Theatrical release poster
Directed by Robert Z. Leonard, Dancing Lady (1933) tells the story of Janie Barlow (Joan Crawford), a young dancer who is reduced to stripping in a burlesque show. Arrested for indecent exposure, she is bailed out by millionaire playboy Tod Newton (Franchot Tone), who was attracted to her while slumming at the theatre with his society pals. When Janie tries to get a part in a Broadway musical, Tod intercedes with director Patch Gallagher (Clark Gable) to get her the job: he will put his money into the show, if Janie is given a part in the chorus. Even though he needs the money, Patch is resistant, until he sees Janie dance and realizes her talent.

Soon, Tod proposes to Janie and she accepts, but only if the show fails. Meanwhile, Patch has realized that neither his show nor his star, Vivian Warner (Gloria Foy), is right, so he gives Janie the lead in the new version. Although Patch and Janie are attracted to each other, she decides to go away with Tod when he secretly withdraws his backing and rehearsals stop. While they are away, Patch uses his own money to finance the show. When Janie returns and discovers Tod's deception, she begs Patch to take her back. On opening night, Janie is a big hit in her numbers with Fred Astaire and Nelson Eddy (as themselves), and Tod realizes that Broadway, not Park Avenue should be Janie's address. Patch and Janie also realize that they are more than star and director.

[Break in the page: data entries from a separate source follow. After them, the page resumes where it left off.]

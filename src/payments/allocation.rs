use std::collections::HashMap;

use chrono::{DateTime, NaiveDate, Utc};
use serde::{Deserialize, Serialize};

use crate::charges::Charge;
use crate::decimal::Money;
use crate::errors::{LedgerError, Result};
use crate::types::{AllocationId, ChargeId, ChargeStatus, LedgerScope};

use super::{allocated_total, Allocation, AllocationLine, Payment};

/// a charge together with everything currently allocated to it
#[derive(Debug, Clone, PartialEq)]
pub struct ChargeState {
    pub charge: Charge,
    pub total_allocated: Money,
}

impl ChargeState {
    pub fn new(charge: Charge, total_allocated: Money) -> Self {
        Self {
            charge,
            total_allocated,
        }
    }

    pub fn outstanding(&self) -> Money {
        self.charge.outstanding(self.total_allocated)
    }
}

/// status change produced while applying or unwinding allocations
#[derive(Debug, Clone, Copy, PartialEq, Eq, Serialize, Deserialize)]
pub struct StatusTransition {
    pub charge_id: ChargeId,
    pub from: ChargeStatus,
    pub to: ChargeStatus,
}

/// validated result of an allocation call, ready to be committed
#[derive(Debug, Clone, PartialEq)]
pub struct AllocationPlan {
    pub payment: Payment,
    /// new or incremented rows, one per touched charge
    pub allocations: Vec<Allocation>,
    /// touched charges with recomputed status, in first-touch order
    pub charges: Vec<ChargeState>,
    pub transitions: Vec<StatusTransition>,
    pub applied_total: Money,
}

/// validated result of voiding a payment
#[derive(Debug, Clone, PartialEq)]
pub struct VoidPlan {
    pub payment: Payment,
    pub removed_allocations: Vec<AllocationId>,
    pub charges: Vec<ChargeState>,
    pub transitions: Vec<StatusTransition>,
    pub released_total: Money,
}

/// Validates and applies a payment's distribution across charges.
///
/// The engine is a pure function over the rows it is handed: it never reads
/// or writes storage and never picks charges on the caller's behalf. Lines are
/// processed in the order supplied.
pub struct AllocationEngine {
    today: NaiveDate,
    now: DateTime<Utc>,
}

impl AllocationEngine {
    pub fn new(today: NaiveDate, now: DateTime<Utc>) -> Self {
        Self { today, now }
    }

    /// plan an allocation; every precondition is checked before anything changes
    pub fn plan(
        &self,
        scope: &LedgerScope,
        payment: &Payment,
        payment_allocations: &[Allocation],
        charges: &HashMap<ChargeId, ChargeState>,
        lines: &[AllocationLine],
    ) -> Result<AllocationPlan> {
        // payment must be live and within its own amount
        if !payment.is_active {
            return Err(LedgerError::PaymentInactive {
                payment_id: payment.id,
            });
        }
        let already_allocated = allocated_total(payment.id, payment_allocations);
        if already_allocated > payment.amount {
            return Err(LedgerError::OverAllocated {
                payment_id: payment.id,
                payment_amount: payment.amount,
                requested: already_allocated,
            });
        }

        if lines.is_empty() {
            return Err(LedgerError::InvalidAmount { amount: Money::ZERO });
        }

        // every referenced charge exists, is in scope and payable
        for line in lines {
            let state = charges.get(&line.charge_id).ok_or(LedgerError::ChargeNotFound {
                charge_id: line.charge_id,
            })?;
            let charge = &state.charge;

            if !scope.contains(charge.community_id, charge.contract_id)
                || charge.community_id != payment.community_id
                || charge.contract_id != payment.contract_id
            {
                return Err(LedgerError::ScopeMismatch {
                    charge_id: charge.id,
                });
            }

            if !charge.status.is_payable() {
                return Err(LedgerError::ChargeNotPayable {
                    charge_id: charge.id,
                    status: charge.status,
                });
            }
        }

        // the payment cannot give away more than it holds
        let requested: Money = lines.iter().map(|line| line.applied_amount).sum();
        if already_allocated + requested > payment.amount {
            return Err(LedgerError::OverAllocated {
                payment_id: payment.id,
                payment_amount: payment.amount,
                requested: already_allocated + requested,
            });
        }

        // each line is positive and fits what the charge still owes
        let mut touched: Vec<ChargeId> = Vec::new();
        let mut pending: HashMap<ChargeId, Money> = HashMap::new();
        for line in lines {
            if !line.applied_amount.is_positive() {
                return Err(LedgerError::InvalidAmount {
                    amount: line.applied_amount,
                });
            }

            let state = &charges[&line.charge_id];
            let pending_for_charge = pending.entry(line.charge_id).or_insert_with(|| {
                touched.push(line.charge_id);
                Money::ZERO
            });
            let outstanding = state.outstanding().saturating_sub(*pending_for_charge);
            if line.applied_amount > outstanding {
                return Err(LedgerError::ChargeOverpaid {
                    charge_id: line.charge_id,
                    outstanding,
                    requested: line.applied_amount,
                });
            }
            *pending_for_charge += line.applied_amount;
        }

        // upsert allocation rows and recompute touched charges
        let mut allocations = Vec::with_capacity(touched.len());
        let mut updated_charges = Vec::with_capacity(touched.len());
        let mut transitions = Vec::new();

        for charge_id in &touched {
            let amount = pending[charge_id];

            let row = match payment_allocations
                .iter()
                .find(|a| a.payment_id == payment.id && a.charge_id == *charge_id)
            {
                Some(existing) => {
                    let mut row = existing.clone();
                    row.applied_amount += amount;
                    row.updated_at = self.now;
                    row
                }
                None => Allocation::new(payment.id, *charge_id, amount, self.now),
            };
            allocations.push(row);

            let mut state = charges[charge_id].clone();
            state.total_allocated += amount;
            if let Some(from) = state
                .charge
                .recompute_status(state.total_allocated, self.today, self.now)
            {
                transitions.push(StatusTransition {
                    charge_id: *charge_id,
                    from,
                    to: state.charge.status,
                });
            }
            updated_charges.push(state);
        }

        let mut payment = payment.clone();
        payment.updated_at = self.now;

        Ok(AllocationPlan {
            payment,
            allocations,
            charges: updated_charges,
            transitions,
            applied_total: requested,
        })
    }

    /// plan voiding a payment: drop its allocations and recompute what they touched
    pub fn plan_void(
        &self,
        payment: &Payment,
        payment_allocations: &[Allocation],
        charges: &HashMap<ChargeId, ChargeState>,
    ) -> Result<VoidPlan> {
        let mut updated_charges = Vec::new();
        let mut transitions = Vec::new();
        let mut removed_allocations = Vec::new();
        let mut released_total = Money::ZERO;

        for allocation in payment_allocations.iter().filter(|a| a.payment_id == payment.id) {
            let mut state = charges
                .get(&allocation.charge_id)
                .cloned()
                .ok_or(LedgerError::ChargeNotFound {
                    charge_id: allocation.charge_id,
                })?;

            state.total_allocated = state.total_allocated.saturating_sub(allocation.applied_amount);
            if let Some(from) = state
                .charge
                .recompute_status(state.total_allocated, self.today, self.now)
            {
                transitions.push(StatusTransition {
                    charge_id: state.charge.id,
                    from,
                    to: state.charge.status,
                });
            }

            removed_allocations.push(allocation.id);
            released_total += allocation.applied_amount;
            updated_charges.push(state);
        }

        let mut payment = payment.clone();
        payment.is_active = false;
        payment.updated_at = self.now;

        Ok(VoidPlan {
            payment,
            removed_allocations,
            charges: updated_charges,
            transitions,
            released_total,
        })
    }
}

Janie "Duchess" Barlow: I'm like that guy throwing quarters in the slot machine. I keep on trying.

In the early 1930s, Joan Crawford had successfully made a transition from silent-film flapper girl to queen of the working-girl melodramas. She had even proved that she could act by playing a cynical secretary in Edmund Goulding's Best Picture winner Grand Hotel (1932), holding her own opposite such accomplished performers as John and Lionel Barrymore. However, her next film, the South Seas drama Rain (1932) made on loan-out to United Artists did not appeal to Depression-era audiences, who were caught off guard by Crawford's unglamorous role. Back at her home studio, Metro-Goldwyn-Mayer, she did not fare any better, with Today We Live (1933) becoming her second critical and commercial failure in a row. In serious need of a hit, Crawford went to studio chief Louis B. Mayer and begged for "a good role in a good picture."

As it hapenned, MGM owned the screen rights to a novel by James Warner Bellah that had been serialized in the Saturday Evening Post between April and June 1932, entitled Dancing Lady. Published in book form by Farrar & Reinhart that same year, the book told the story of a burlesque dancer who rises to respectability, wealth and fame, with predictable romantic complications before the happy ending. The studio believed that Dancing Lady was the perfect vehicle for Crawford, but she was hesitant at first. She finally accepted the assignment after Mayer invited her to participate in the story's development from page to screen. At the same time, Mayer's son-in-law David O. Selznick returned from RKO to MGM and was put in charge of the production of Dancing Lady. Selznick had no great fondness for musicals, but he believed that with the right guidance Metro could be as successful in the genre as Warner Bros., which had just released the very lucrative extravaganzas 42nd Street (1933) and Gold Diggers of 1933 (1933). 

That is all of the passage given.